— TASK —
Each line of the material holding the word "Parse" must be identified and copied.

— DATA —
+ + +
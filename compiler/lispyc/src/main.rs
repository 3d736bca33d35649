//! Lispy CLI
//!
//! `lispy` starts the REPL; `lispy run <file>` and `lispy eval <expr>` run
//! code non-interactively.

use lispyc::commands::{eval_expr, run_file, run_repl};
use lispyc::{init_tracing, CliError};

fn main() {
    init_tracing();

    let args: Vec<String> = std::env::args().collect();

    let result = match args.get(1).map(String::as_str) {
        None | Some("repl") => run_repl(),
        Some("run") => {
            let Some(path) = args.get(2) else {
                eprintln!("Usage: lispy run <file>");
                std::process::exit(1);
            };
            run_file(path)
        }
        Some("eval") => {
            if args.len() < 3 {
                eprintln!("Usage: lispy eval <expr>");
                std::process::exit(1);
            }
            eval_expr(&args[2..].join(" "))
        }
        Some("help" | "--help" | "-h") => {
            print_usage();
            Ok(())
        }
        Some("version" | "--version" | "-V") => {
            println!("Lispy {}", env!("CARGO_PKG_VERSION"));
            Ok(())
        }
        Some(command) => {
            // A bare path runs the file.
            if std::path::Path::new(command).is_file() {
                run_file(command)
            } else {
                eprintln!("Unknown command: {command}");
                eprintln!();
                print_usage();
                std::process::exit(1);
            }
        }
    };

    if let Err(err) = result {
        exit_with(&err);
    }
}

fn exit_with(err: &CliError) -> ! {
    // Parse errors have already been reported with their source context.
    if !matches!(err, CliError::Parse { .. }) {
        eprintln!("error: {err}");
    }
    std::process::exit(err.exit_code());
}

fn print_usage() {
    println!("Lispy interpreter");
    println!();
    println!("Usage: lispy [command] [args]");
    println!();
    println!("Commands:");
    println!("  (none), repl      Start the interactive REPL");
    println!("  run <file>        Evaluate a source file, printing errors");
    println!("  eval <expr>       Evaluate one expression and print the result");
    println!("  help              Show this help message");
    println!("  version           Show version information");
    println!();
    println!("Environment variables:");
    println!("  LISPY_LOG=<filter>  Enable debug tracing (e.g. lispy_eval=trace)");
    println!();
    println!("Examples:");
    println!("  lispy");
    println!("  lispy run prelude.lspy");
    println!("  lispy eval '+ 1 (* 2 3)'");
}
+ + +
— RESPONSE TO THE EXERCISE —
    // Parse errors have already been reported with their source context.
    if !matches!(err, CliError::Parse { .. }) {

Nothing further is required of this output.